| Stored data |

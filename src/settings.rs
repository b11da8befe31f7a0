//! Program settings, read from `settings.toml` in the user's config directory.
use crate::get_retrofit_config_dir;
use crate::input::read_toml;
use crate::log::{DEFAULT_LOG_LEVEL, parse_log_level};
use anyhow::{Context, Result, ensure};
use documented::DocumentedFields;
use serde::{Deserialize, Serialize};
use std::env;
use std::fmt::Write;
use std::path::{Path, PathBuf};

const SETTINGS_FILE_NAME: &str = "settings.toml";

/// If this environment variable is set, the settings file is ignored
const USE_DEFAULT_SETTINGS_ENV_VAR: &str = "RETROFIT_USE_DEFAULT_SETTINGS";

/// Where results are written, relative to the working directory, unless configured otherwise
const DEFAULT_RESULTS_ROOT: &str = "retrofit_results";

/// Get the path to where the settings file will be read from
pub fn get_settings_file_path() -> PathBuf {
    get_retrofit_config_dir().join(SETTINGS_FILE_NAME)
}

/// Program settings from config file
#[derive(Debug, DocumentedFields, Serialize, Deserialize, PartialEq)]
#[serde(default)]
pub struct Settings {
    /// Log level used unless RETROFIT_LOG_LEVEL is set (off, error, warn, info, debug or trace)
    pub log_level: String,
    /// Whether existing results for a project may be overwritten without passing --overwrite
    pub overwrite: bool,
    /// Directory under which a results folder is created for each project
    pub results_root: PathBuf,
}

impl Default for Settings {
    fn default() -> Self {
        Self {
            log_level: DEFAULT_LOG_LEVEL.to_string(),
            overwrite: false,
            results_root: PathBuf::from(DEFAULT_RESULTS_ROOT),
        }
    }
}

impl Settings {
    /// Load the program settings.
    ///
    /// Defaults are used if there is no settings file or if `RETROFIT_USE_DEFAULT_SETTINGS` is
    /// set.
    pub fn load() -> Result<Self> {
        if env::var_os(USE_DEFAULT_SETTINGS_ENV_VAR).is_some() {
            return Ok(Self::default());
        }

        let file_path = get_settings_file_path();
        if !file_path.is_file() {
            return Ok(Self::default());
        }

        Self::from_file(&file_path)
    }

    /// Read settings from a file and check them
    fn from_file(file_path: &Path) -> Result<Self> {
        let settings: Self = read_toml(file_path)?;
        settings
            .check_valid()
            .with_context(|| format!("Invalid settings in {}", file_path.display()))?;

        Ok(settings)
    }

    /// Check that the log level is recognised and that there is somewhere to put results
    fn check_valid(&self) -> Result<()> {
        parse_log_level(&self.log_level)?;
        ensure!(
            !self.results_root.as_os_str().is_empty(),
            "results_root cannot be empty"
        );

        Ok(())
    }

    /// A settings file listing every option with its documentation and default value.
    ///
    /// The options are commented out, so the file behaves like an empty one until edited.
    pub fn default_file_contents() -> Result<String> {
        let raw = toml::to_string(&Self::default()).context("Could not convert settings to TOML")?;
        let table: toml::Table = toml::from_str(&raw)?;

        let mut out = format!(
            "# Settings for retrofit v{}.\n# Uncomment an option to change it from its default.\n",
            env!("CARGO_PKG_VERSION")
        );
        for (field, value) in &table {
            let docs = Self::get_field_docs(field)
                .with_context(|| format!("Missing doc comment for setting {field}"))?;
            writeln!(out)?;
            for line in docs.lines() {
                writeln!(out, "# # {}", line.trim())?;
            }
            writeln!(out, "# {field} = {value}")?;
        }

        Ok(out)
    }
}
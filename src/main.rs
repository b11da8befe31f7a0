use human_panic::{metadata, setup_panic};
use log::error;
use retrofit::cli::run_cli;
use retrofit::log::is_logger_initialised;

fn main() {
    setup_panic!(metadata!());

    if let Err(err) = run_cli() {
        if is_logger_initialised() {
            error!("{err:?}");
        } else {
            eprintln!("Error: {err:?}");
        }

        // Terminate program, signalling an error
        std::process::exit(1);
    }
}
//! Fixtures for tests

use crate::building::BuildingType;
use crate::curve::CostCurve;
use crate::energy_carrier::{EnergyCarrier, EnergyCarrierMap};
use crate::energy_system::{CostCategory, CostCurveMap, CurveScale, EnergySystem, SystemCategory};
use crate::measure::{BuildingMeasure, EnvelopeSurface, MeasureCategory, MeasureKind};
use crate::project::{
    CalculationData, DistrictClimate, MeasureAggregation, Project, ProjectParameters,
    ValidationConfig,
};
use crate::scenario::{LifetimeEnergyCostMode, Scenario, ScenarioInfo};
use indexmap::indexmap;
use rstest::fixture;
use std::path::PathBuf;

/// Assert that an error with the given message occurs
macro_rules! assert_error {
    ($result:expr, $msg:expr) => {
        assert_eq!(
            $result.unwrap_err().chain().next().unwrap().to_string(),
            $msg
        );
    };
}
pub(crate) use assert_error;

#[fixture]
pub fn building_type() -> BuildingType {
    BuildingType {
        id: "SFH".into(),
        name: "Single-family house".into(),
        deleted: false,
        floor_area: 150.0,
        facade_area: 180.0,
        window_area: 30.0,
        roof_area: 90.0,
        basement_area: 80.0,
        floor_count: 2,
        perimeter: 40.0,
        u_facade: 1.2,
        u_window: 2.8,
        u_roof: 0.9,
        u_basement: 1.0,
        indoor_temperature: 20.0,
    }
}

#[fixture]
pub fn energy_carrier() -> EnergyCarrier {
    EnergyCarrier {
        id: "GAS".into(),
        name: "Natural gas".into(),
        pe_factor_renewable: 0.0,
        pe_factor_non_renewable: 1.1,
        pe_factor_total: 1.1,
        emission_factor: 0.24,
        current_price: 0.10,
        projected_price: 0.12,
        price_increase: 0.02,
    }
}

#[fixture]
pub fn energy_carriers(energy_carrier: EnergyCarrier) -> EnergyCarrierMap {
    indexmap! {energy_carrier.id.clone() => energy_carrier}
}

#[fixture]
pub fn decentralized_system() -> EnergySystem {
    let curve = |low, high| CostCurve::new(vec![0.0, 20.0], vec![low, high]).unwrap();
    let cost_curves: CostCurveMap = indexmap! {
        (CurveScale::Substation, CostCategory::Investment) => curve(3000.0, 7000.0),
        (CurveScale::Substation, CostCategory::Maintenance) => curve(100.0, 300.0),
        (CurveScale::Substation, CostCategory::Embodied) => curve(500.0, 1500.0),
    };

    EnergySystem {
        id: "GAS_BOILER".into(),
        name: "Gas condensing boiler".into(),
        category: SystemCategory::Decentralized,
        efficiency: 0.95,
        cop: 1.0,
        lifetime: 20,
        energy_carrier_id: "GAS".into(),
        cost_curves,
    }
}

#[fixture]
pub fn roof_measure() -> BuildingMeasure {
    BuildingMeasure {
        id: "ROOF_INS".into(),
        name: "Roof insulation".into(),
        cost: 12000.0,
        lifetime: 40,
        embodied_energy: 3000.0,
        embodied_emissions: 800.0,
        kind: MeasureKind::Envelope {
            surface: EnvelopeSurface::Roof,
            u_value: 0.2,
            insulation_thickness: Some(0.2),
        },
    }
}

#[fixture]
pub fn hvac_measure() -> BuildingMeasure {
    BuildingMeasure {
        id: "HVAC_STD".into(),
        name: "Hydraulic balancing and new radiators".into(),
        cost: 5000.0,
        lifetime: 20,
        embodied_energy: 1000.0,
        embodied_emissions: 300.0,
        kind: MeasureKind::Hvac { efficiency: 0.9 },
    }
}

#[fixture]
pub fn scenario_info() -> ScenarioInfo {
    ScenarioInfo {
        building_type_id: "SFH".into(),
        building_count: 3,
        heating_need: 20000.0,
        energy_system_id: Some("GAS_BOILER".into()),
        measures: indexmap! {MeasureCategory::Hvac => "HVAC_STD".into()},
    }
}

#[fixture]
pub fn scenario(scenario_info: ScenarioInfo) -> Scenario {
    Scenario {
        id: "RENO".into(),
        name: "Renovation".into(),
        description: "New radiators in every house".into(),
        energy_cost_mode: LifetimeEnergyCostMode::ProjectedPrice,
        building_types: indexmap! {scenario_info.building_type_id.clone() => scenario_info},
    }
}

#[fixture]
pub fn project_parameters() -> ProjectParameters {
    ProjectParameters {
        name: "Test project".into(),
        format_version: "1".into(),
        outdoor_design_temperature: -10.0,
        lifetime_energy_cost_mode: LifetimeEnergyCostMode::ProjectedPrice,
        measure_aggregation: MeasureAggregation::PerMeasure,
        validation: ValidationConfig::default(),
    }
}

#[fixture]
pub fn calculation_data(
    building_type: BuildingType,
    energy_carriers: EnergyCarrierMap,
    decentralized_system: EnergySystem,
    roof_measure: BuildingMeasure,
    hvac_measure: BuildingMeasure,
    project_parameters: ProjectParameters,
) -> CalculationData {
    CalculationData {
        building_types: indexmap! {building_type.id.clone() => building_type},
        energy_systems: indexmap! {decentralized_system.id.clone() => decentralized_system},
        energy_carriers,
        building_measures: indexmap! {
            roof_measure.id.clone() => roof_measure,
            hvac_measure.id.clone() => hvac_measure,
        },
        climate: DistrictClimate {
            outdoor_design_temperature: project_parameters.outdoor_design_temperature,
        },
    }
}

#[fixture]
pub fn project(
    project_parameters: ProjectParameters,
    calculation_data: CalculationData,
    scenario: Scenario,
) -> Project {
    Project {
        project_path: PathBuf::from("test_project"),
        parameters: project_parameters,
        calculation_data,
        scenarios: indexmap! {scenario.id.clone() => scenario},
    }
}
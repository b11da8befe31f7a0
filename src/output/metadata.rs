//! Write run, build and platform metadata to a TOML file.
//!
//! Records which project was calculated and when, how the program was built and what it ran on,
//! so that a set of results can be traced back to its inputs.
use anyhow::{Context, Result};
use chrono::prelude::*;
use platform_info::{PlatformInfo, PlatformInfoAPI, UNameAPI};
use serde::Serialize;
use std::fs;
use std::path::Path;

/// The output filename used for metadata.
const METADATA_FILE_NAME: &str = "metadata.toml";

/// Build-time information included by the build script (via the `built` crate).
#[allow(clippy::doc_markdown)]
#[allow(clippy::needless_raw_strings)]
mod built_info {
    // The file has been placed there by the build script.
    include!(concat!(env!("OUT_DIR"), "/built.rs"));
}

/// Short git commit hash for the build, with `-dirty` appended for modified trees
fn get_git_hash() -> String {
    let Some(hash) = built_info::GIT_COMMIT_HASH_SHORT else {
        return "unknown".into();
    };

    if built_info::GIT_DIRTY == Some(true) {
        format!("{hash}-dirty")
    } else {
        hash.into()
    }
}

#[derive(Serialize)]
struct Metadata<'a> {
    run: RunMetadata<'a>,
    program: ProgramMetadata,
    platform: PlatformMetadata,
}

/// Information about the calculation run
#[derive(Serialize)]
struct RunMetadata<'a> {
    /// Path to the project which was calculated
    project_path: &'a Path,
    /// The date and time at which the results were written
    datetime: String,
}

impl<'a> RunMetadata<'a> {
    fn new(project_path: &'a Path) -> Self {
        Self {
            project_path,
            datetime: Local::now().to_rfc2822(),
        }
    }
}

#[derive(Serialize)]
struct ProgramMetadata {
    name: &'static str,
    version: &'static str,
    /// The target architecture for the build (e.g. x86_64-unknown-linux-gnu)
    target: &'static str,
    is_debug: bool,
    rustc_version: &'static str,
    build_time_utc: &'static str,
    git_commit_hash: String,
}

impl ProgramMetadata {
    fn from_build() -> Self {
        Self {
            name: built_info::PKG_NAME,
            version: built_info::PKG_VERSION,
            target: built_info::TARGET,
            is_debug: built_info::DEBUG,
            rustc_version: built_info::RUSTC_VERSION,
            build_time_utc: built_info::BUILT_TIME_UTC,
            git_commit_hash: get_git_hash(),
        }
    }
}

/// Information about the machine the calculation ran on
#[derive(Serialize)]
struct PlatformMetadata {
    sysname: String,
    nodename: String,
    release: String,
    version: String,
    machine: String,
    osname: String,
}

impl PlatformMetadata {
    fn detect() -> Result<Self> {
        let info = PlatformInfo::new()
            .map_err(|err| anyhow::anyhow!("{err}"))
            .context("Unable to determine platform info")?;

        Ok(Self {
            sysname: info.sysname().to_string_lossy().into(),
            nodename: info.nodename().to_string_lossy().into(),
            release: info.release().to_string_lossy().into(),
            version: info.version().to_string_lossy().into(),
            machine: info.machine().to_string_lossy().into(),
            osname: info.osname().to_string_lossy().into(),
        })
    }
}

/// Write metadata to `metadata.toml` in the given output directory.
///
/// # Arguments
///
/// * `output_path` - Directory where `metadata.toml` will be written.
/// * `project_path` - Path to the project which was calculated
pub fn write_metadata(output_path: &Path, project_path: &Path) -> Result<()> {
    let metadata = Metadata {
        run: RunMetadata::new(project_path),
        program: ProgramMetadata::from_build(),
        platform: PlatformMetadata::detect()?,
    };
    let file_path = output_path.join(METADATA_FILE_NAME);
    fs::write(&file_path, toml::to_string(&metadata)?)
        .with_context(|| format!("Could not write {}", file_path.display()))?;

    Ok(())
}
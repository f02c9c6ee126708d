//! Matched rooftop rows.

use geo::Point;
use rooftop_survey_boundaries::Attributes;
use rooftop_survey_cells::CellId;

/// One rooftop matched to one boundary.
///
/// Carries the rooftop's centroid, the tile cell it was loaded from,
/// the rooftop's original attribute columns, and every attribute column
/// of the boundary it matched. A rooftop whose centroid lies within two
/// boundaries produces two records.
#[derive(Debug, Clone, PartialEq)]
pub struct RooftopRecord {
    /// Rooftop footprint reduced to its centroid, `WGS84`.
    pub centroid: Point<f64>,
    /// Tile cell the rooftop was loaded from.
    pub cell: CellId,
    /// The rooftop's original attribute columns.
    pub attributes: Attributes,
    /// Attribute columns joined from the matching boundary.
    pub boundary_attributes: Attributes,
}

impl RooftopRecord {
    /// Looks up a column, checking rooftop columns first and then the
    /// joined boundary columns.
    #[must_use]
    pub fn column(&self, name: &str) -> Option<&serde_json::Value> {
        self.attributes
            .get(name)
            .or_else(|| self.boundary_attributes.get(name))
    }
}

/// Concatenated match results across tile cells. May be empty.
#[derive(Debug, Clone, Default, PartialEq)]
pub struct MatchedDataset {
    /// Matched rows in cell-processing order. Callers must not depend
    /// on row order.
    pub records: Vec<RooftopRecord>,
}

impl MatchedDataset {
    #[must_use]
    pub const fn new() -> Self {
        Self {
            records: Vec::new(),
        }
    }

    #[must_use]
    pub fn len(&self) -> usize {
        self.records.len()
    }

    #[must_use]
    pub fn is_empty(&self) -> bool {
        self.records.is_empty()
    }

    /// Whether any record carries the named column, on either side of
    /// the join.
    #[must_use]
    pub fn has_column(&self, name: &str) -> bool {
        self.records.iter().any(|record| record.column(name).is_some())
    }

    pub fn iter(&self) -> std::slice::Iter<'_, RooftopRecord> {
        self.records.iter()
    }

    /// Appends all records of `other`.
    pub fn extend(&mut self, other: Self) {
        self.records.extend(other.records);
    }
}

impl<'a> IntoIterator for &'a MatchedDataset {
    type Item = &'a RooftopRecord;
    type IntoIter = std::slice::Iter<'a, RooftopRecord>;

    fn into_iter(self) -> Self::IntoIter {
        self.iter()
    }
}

| What you need to do |
For this exercise, return every line from the data that holds the string "radiators".

| Finished exercise |
        name: "Hydraulic balancing and new radiators".into(),
        description: "New radiators in every house".into(),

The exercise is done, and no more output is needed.